El Rol de las Imágenes Visuales en la Construcción Social

Sergio Caggiano destaca que las imágenes visuales son clave en nuestra percepción y valoración del entorno social y de las personas. Como afirma Poole, “Las formas específicas como vemos y representamos el mundo determina cómo es que actuamos en este mundo y, al hacerlo, creamos lo que ese mundo es”. Las imágenes se ajustan a categorías preconcebidas y, al hacerlo, refuerzan la construcción social de la realidad. Lo que se muestra y lo que se oculta en las imágenes es una manifestación de las relaciones de poder. Las imágenes “muestran mucho todo junto”, combinando trazos de diferentes dimensiones (clase, género, “raza”, etnia) que no necesariamente se completan en la misma dirección.

El Arte como Desarmador de “Cajas Negras”

César Aira utiliza la metáfora de las “cajas negras” para describir cómo en el mundo moderno hemos dejado de entender el funcionamiento interno de las máquinas y de la sociedad en general. La economía, los flujos de información, los sistemas complejos se han vuelto impredecibles. Frente a esta resignada ceguera, el arte emerge como un campo de práctica y experimentación para un tipo de inteligencia que busca entender cómo funcionan las cosas.

El arte, a diferencia de la cultura popular que cede a la lógica de la “caja negra” buscando solo el éxito, tiene la capacidad inherente de desarmar por entero el lenguaje con el que opera y volverlo a armar según otras premisas. Los artistas, al retroceder hasta el punto de partida y desmantelar el lenguaje, preservan una inteligencia que se atrofia en el resto de la sociedad, revelando cómo operan las “cajas negras” en la máquina social englobante.

Preguntas Frecuentes sobre la Cultura como Construcción Social

¿Qué significa que la cultura es una construcción social?

Significa que la cultura no es innata ni natural, sino que es creada, desarrollada y mantenida por los individuos en interacción social a lo largo del tiempo. Es un producto de las acciones humanas, no de procesos biológicos o naturales, y está en constante cambio y reinterpretación por cada generación y grupo social.

¿Cómo se relaciona el sentido común con la construcción social de la cultura?

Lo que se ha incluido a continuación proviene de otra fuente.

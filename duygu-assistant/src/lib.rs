// Copyright (c) 2025-2026 brdigetrlol. All rights reserved.
// SPDX-License-Identifier: LicenseRef-Icarus-Proprietary
// See LICENSE in the repository root for full license terms.

pub mod actions;
pub mod assistant;
pub mod config;
pub mod router;
pub mod speech;

pub use actions::{Action, ActionRegistry, ActionSink, LoggingActionSink, Platform};
pub use assistant::{run, Assistant, Modes, Pending};
pub use config::AssistantConfig;
pub use router::{CommandRouter, Intent};
pub use speech::{ConsoleSpeech, ScriptedSpeech, SpeechIo};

El sentido común es el conjunto de significados y apreciaciones que se construyen socialmente y guían nuestra práctica, a menudo presentando ideas como “obvias” o “naturales”. Es el resultado de un proceso de naturalización donde ideas culturalmente construidas se consolidan y aceptan como verdades, ocultando las luchas y los actores que las originaron.

¿Por qué es importante estudiar la cultura en plural y no de forma monolítica?

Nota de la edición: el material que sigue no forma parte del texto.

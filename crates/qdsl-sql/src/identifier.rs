//! Safe SQL identifier handling.
//!
//! Provides functions for safely escaping and quoting SQL identifiers
//! and literals to prevent SQL injection.

/// Escape a SQL identifier (table name, column name, etc.).
///
/// This function wraps the identifier in double quotes and escapes
/// any embedded double quotes by doubling them.
///
/// # Examples
///
/// ```
/// use qdsl_sql::escape_ident;
///
/// assert_eq!(escape_ident("users"), "\"users\"");
/// assert_eq!(escape_ident("user\"name"), "\"user\"\"name\"");
/// assert_eq!(escape_ident("My Table"), "\"My Table\"");
/// ```
pub fn escape_ident(name: &str) -> String {
    format!("\"{}\"", name.replace('"', "\"\""))
}

/// Quote a SQL literal string.
///
/// This function wraps the string in single quotes and escapes
/// any embedded single quotes by doubling them. This is only for
/// cases where parameterized queries can't be used (e.g., SET commands).
///
/// # Warning
///
/// Prefer using parameterized queries with `SqlParam` instead of this function
/// whenever possible. This function should only be used for SQL constructs
/// that don't support parameters (like some SET commands).
///
/// # Examples
///
/// ```
/// use qdsl_sql::quote_literal;
///
/// assert_eq!(quote_literal("hello"), "'hello'");
/// assert_eq!(quote_literal("it's"), "'it''s'");
/// ```
pub fn quote_literal(s: &str) -> String {
    format!("'{}'", s.replace('\'', "''"))
}

/// Qualified identifier (schema.name).
#[derive(Clone, Debug, PartialEq, Eq, Hash)]
pub struct QualifiedIdentifier {
    pub schema: String,
    pub name: String,
}

impl QualifiedIdentifier {
    pub fn new(schema: impl Into<String>, name: impl Into<String>) -> Self {
        Self {
            schema: schema.into(),
            name: name.into(),
        }
    }

    pub fn unqualified(name: impl Into<String>) -> Self {
        Self {
            schema: String::new(),
            name: name.into(),
        }
    }
}

/// Convert a qualified identifier to a safe SQL string.
///
/// # Examples
///
/// ```
/// use qdsl_sql::{from_qi, identifier::QualifiedIdentifier};
///
/// let qi = QualifiedIdentifier::new("public", "users");
/// assert_eq!(from_qi(&qi), "\"public\".\"users\"");
///
/// let qi = QualifiedIdentifier::unqualified("users");
/// assert_eq!(from_qi(&qi), "\"users\"");
/// ```
pub fn from_qi(qi: &QualifiedIdentifier) -> String {
    if qi.schema.is_empty() {
        escape_ident(&qi.name)
    } else {
        format!("{}.{}", escape_ident(&qi.schema), escape_ident(&qi.name))
    }
}

/// Check if a string is a valid unquoted identifier.
///
/// PostgreSQL unquoted identifiers must start with a letter or underscore,
/// and can contain letters, digits, underscores, and dollar signs.
pub fn is_valid_identifier(s: &str) -> bool {
    if s.is_empty() {
        return false;
    }

    let mut chars = s.chars();
    let first = chars.next().unwrap();

    if !first.is_ascii_alphabetic() && first != '_' {
        return false;
    }

    chars.all(|c| c.is_ascii_alphanumeric() || c == '_' || c == '$')
}

/// Check if a string is a SQL keyword that should be quoted.
pub fn is_keyword(s: &str) -> bool {
    const KEYWORDS: &[&str] = &[
        "all", "and", "any", "array", "as", "asc", "between", "by",
        "case", "cast", "check", "column", "constraint", "create",
        "cross", "current", "default", "delete", "desc", "distinct",
        "drop", "else", "end", "exists", "false", "for", "foreign",
        "from", "full", "group", "having", "in", "index", "inner",
        "insert", "into", "is", "join", "key", "left", "like", "limit",
        "not", "null", "offset", "on", "or", "order", "outer", "primary",
        "references", "right", "select", "set", "table", "then", "to",
        "true", "union", "unique", "update", "using", "values", "when",
        "where", "with",
    ];

    KEYWORDS.contains(&s.to_lowercase().as_str())
}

Es importante porque la humanidad se agrupa de múltiples maneras, creando diversas visiones del mundo. Una visión monolítica ignora la riqueza y complejidad de estas interacciones, las contradicciones internas y la capacidad de los grupos para modificar y resignificar sus prácticas culturales, fomentando una comprensión limitada y a menudo etnocéntrica de la sociedad.

¿Qué papel juegan las instituciones en la formación de la cultura?

Instituciones como la familia, la escuela, los medios de comunicación y el Estado tienen un rol fundamental en la transmisión y el moldeado de la cultura. Refuerzan jerarquías sociales, proponen formas de entender la vida y establecen qué prácticas son consideradas “culturales” y valiosas. Son cruciales en la construcción del sentido común y en la disputa por la hegemonía cultural.

¿Qué es el capital cultural según Pierre Bourdieu?

El capital cultural se refiere a la acumulación de conocimientos, habilidades, valores y costumbres que un individuo adquiere a través de su socialización. Este capital no es individual, sino que es compartido y defendido por una comunidad. Es la base desde la cual las personas interactúan, miran el mundo y proponen ideas, influyendo en sus posibilidades y límites sociales.